The foregoing statement is only a summary of the federal income tax
consequences of certain Awards which may be granted under the Stock Incentive
Plan and is based on the Company's understanding of present federal tax laws and
regulations.
OTHER TERMS OF AWARDS
Awards may be paid in cash, Common Stock, a combination of cash and Common
Stock or any other form of property, as the Committee shall determine. If an
Award is granted in the form of a stock award, stock option, or performance
share, or in the form of any other stock-based grant, the Committee may include
as part of such Award an entitlement to receive dividends or dividend
equivalents. At the discretion of the Committee, payment of a stock award,
performance share, performance unit, dividend, or dividend equivalent may be
deferred by a Participant.
The Stock Incentive Plan provides that if employment is terminated for
cause or by the employee without the written consent and approval of the
Company, all unvested Awards shall be forfeited and exercisable options shall be
forfeited after 90 days from the date of termination if not exercised.

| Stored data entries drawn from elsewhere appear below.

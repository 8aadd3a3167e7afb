//! Footer component renderer.
//!
//! This module renders the help bar with centered keybinding hints.

use crate::ui::helpers::{position_cursor, visual_len};
use crate::ui::theme::Theme;
use crate::ui::viewmodel::FooterInfo;

/// Renders the footer help bar at the specified row.
///
/// Displays keybinding hints centered horizontally with dimmed styling and
/// pads the line to the full terminal width.
///
/// # Parameters
///
/// * `row` - Row position to render the footer (1-indexed)
/// * `footer` - Footer information (keybinding text)
/// * `theme` - Active color theme
/// * `cols` - Terminal width in columns
///
/// # Returns
///
/// The next available row position (row + 1)
///
/// # Layout
///
/// ```text
/// [left padding] j/k: navigate  /: search  Enter: open ... [right padding]
/// ```
///
/// When the padding cannot be split evenly the right side gets the extra
/// column.
///
/// # Truncation
///
/// Hints wider than the terminal are cut off at the right edge, counted in
/// characters rather than bytes.
pub fn render_footer(row: usize, footer: &FooterInfo, theme: &Theme, cols: usize) -> usize {
    let help_text: String = footer.keybindings.chars().take(cols).collect();
    let text_len = visual_len(&help_text);
    let padding = cols.saturating_sub(text_len) / 2;

    position_cursor(row, 1);
    print!("{}", Theme::fg(&theme.colors.text_dim));
    print!("{}", " ".repeat(padding));
    print!("{help_text}");
    print!("{}", " ".repeat(cols.saturating_sub(padding + text_len)));
    print!("{}", Theme::reset());
    row + 1
}
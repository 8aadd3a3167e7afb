//! Infrastructure layer for filesystem and environment interactions.
//!
//! Helpers for the Zellij plugin sandbox, where the host filesystem is mounted
//! under `/host`.

pub mod paths;

pub use paths::{default_store_path, expand_tilde, get_data_dir, strip_host_prefix};
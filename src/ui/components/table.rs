//! Table component renderer.
//!
//! Each event occupies one line: thumbnail, date, title and location. Titles
//! are highlighted where they match the search term.

use crate::ui::helpers::{self, position_cursor, visual_len};
use crate::ui::theme::Theme;
use crate::ui::viewmodel::DisplayItem;

/// Width of the thumbnail plus date columns.
const DATE_COLUMN_END: usize = 16;

/// Width of the title column.
const TITLE_COLUMN_WIDTH: usize = 32;

/// Renders the table column headers at the specified row.
///
/// Displays "DATE", "TITLE" and "LOCATION" in bold with the theme's
/// `header_fg` color, aligned with the row columns below.
///
/// # Parameters
///
/// * `row` - Row position to render the headers (1-indexed)
/// * `theme` - Active color theme
///
/// # Returns
///
/// The next available row position (row + 1)
///
/// # Example
///
/// ```rust,ignore
/// let next_row = render_table_headers(4, &Theme::default());
/// // Output: "  DATE          TITLE                           LOCATION"
/// ```
pub fn render_table_headers(row: usize, theme: &Theme) -> usize {
    position_cursor(row, 1);
    print!("{}", Theme::bold());
    print!("{}", Theme::fg(&theme.colors.header_fg));
    print!(
        "  {:<width$}{:<title$}{}",
        "DATE",
        "TITLE",
        "LOCATION",
        width = DATE_COLUMN_END - 2,
        title = TITLE_COLUMN_WIDTH
    );
    print!("{}", Theme::reset());
    row + 1
}

/// Renders all table rows starting at the specified row.
///
/// # Parameters
///
/// * `row` - Starting row position for the table (1-indexed)
/// * `items` - Display items in the visible window
/// * `theme` - Active color theme
/// * `cols` - Terminal width in columns (for padding)
///
/// # Returns
///
/// The next available row position (row + number of items)
pub fn render_table_rows(row: usize, items: &[DisplayItem], theme: &Theme, cols: usize) -> usize {
    let mut current_row = row;
    for item in items {
        current_row = render_table_row(current_row, item, theme, cols);
    }
    current_row
}

/// Renders a single event row.
///
/// # Layout
///
/// ```text
/// ◆ 02-11 2026  Jazz Night                      Blue Note - NYC - USA
/// ```
///
/// The selected row is drawn in the selection colors and padded to `cols`
/// so the background spans the full width. Unselected rows color the date,
/// title and location separately and highlight search matches in the title.
fn render_table_row(row: usize, item: &DisplayItem, theme: &Theme, cols: usize) -> usize {
    position_cursor(row, 1);

    let base_fg = if item.is_selected {
        print!("{}", Theme::bg(&theme.colors.selection_bg));
        &theme.colors.selection_fg
    } else {
        &theme.colors.date_fg
    };
    print!("{}", Theme::fg(base_fg));

    print!("{} ", item.image);
    print!("{:<width$}", item.date, width = DATE_COLUMN_END - 2);

    if !item.is_selected {
        print!("{}", Theme::fg(&theme.colors.text_normal));
    }
    helpers::render_highlighted_text(&item.title, &item.highlight_ranges, theme, item.is_selected);
    let title_len = visual_len(&item.title);
    print!("{}", " ".repeat(TITLE_COLUMN_WIDTH.saturating_sub(title_len)));

    if !item.is_selected {
        print!("{}", Theme::fg(&theme.colors.text_dim));
    }
    print!("{}", item.location);

    let line_len = DATE_COLUMN_END + TITLE_COLUMN_WIDTH.max(title_len) + visual_len(&item.location);
    print!("{}", " ".repeat(cols.saturating_sub(line_len)));

    print!("{}", Theme::reset());
    row + 1
}
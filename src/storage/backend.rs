//! Event store abstraction.
//!
//! This module defines the [`EventStore`] trait the worker runs store requests
//! against. The trait is deliberately narrow: each method maps to one request the
//! presenter can issue, plus the batch upsert used by imports.

use crate::domain::error::Result;
use crate::domain::DateRange;
use crate::storage::models::EventRecord;

/// Abstraction over persistent event storage.
///
/// Calls are synchronous from the worker's point of view; the presenter only ever
/// sees their results as worker responses.
///
/// # Implementations
///
/// - [`JsonEventStore`](crate::storage::JsonEventStore): JSON file with atomic writes
///
/// # Examples
///
/// ```no_run
/// use chrono::Utc;
/// use eventdeck::storage::{EventStore, JsonEventStore};
/// use eventdeck::DateRange;
/// use std::path::PathBuf;
///
/// let store = JsonEventStore::new(PathBuf::from("/tmp/events.json"))?;
/// let upcoming = store.fetch_events_in_range(&DateRange::upcoming(Utc::now(), 30))?;
/// # Ok::<(), Box<dyn std::error::Error>>(())
/// ```
pub trait EventStore: Send {
    /// Returns every event whose date falls inside `range`, in chronological order.
    ///
    /// # Errors
    ///
    /// Returns an error if the read operation fails.
    fn fetch_events_in_range(&self, range: &DateRange) -> Result<Vec<EventRecord>>;

    /// Looks up a single event by identifier. Returns `Ok(None)` if it does not exist.
    ///
    /// # Errors
    ///
    /// Returns an error if the read operation fails.
    fn fetch_by_id(&self, event_id: &str) -> Result<Option<EventRecord>>;

    /// Deletes an event. Returns `true` if a record was removed.
    ///
    /// # Errors
    ///
    /// Returns an error if the write fails.
    fn delete(&mut self, event_id: &str) -> Result<bool>;

    /// Inserts or replaces the given events in one write. Returns how many were stored.
    ///
    /// # Errors
    ///
    /// Returns an error if the write fails.
    fn upsert_batch(&mut self, events: &[EventRecord]) -> Result<usize>;
}
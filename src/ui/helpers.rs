//! Shared rendering utilities.
//!
//! Cursor positioning, match highlighting and the row thumbnail resolver used
//! across the UI components.

use crate::ui::theme::Theme;

/// Glyphs cycled through as row thumbnails.
const THUMBNAILS: [char; 4] = ['◆', '◇', '●', '○'];

/// Thumbnail for the row at `index`.
///
/// Events carry no artwork, so every row gets a static placeholder glyph.
///
/// ```rust
/// use eventdeck::ui::helpers::placeholder_image;
///
/// assert_eq!(placeholder_image(0), placeholder_image(4));
/// ```
#[must_use]
pub const fn placeholder_image(index: usize) -> char {
    THUMBNAILS[index % THUMBNAILS.len()]
}

/// Moves the cursor to `row`, `col` (both 1-indexed).
pub fn position_cursor(row: usize, col: usize) {
    print!("\u{1b}[{row};{col}H");
}

/// Splits `text` into `(segment, highlighted)` pieces along byte `ranges`.
///
/// Ranges that are out of order, out of bounds, or not on character
/// boundaries are skipped.
#[must_use]
pub fn highlight_segments<'a>(text: &'a str, ranges: &[(usize, usize)]) -> Vec<(&'a str, bool)> {
    let mut segments = vec![];
    let mut current_pos = 0;

    for &(start, end) in ranges {
        if start < current_pos || end <= start {
            continue;
        }
        let (Some(before), Some(matched)) = (text.get(current_pos..start), text.get(start..end)) else {
            continue;
        };
        if !before.is_empty() {
            segments.push((before, false));
        }
        segments.push((matched, true));
        current_pos = end;
    }

    if let Some(rest) = text.get(current_pos..) {
        if !rest.is_empty() {
            segments.push((rest, false));
        }
    }

    segments
}

/// Prints `text` with `ranges` highlighted.
///
/// Selected rows are printed plain so the selection colors win.
pub fn render_highlighted_text(text: &str, ranges: &[(usize, usize)], theme: &Theme, is_selected: bool) {
    if ranges.is_empty() || is_selected {
        print!("{text}");
        return;
    }

    for (segment, highlighted) in highlight_segments(text, ranges) {
        if highlighted {
            print!("{}", Theme::fg(&theme.colors.match_highlight_fg));
            print!("{}", Theme::bg(&theme.colors.match_highlight_bg));
            print!("{segment}");
            print!("{}", Theme::reset());
            print!("{}", Theme::fg(&theme.colors.text_normal));
        } else {
            print!("{segment}");
        }
    }
}

/// Display width of `text` in characters.
#[must_use]
pub fn visual_len(text: &str) -> usize {
    text.chars().count()
}

#[cfg(test)]
mod tests {
    use super::*;

    #[test]
    fn segments_alternate_plain_and_highlighted() {
        assert_eq!(
            highlight_segments("Blue Blues", &[(0, 4), (5, 9)]),
            vec![("Blue", true), (" ", false), ("Blue", true), ("s", false)]
        );
    }

    #[test]
    fn bad_ranges_are_skipped() {
        assert_eq!(highlight_segments("Café", &[(3, 4)]), vec![("Café", false)]);
        assert_eq!(highlight_segments("abc", &[(1, 9)]), vec![("abc", false)]);
    }

    #[test]
    fn thumbnails_cycle() {
        assert_eq!(placeholder_image(1), '◇');
        assert_eq!(placeholder_image(5), '◇');
    }
}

If employment is terminated by reason of death, disability or retirement,
all options and stock appreciation rights outstanding immediately prior to the
date of termination shall immediately become exercisable and shall be
exercisable until one year and thereafter shall be forfeited if not exercised,
and all restrictions on any Awards outstanding immediately prior to the date of
termination shall immediately lapse.
If employment is terminated for any reason other than cause, or by the
employee with the written consent and approval of the Company, the Restricted
Period shall lapse on a proportion of any Awards outstanding immediately prior
to such termination (except that, to the extent that an Award of restricted
stock, restricted stock units, performance units, performance stock and phantom
stock is subject to a performance period), such proportion of the Award shall
remain subject to the same terms and conditions for vesting as were in effect
prior to the date of termination and shall be determined at the end of the
performance period. The proportion of an Award upon which the restricted period
shall lapse shall be a fraction, the denominator of which is the total number of
months of any restricted period applicable to an Award and the numerator of
which is the number of months of such restricted period which elapsed prior to
the date of termination.
Options and stock appreciation rights which are or become exercisable by
reason of employment being terminated by the Company for reasons other than
cause or by the employee with the consent and approval of the Company, shall be
exercisable until 120 days from the termination date and shall thereafter be
forfeited if not exercised.
Upon the grant of any Award, the Committee may, by way of an Award
Agreement or otherwise, establish such other terms, conditions, restrictions and
limitations governing the grant of such Award as are not inconsistent with the
Company Stock Incentive Plan.
PROPOSAL TO RATIFY AUDITORS
(PROPOSAL 3 ON THE PROXY CARD)
Subject to ratification by the stockholders, the Board of Directors has
appointed Ernst & Young LLP as independent auditors to audit the consolidated
financial statements of Arch Coal and its subsidiaries for the year ending
December 31, 1998. Ernst & Young LLP is also the independent auditor for Ashland
Inc. and Ernst & Young S.A., a Spanish affiliate of Ernst & Young LLP, is the
independent auditor for Carboex. Submission of the appointment to the
stockholders for their ratification is not required. However, the Board will
reconsider the appointment if it is not ratified by the stockholders.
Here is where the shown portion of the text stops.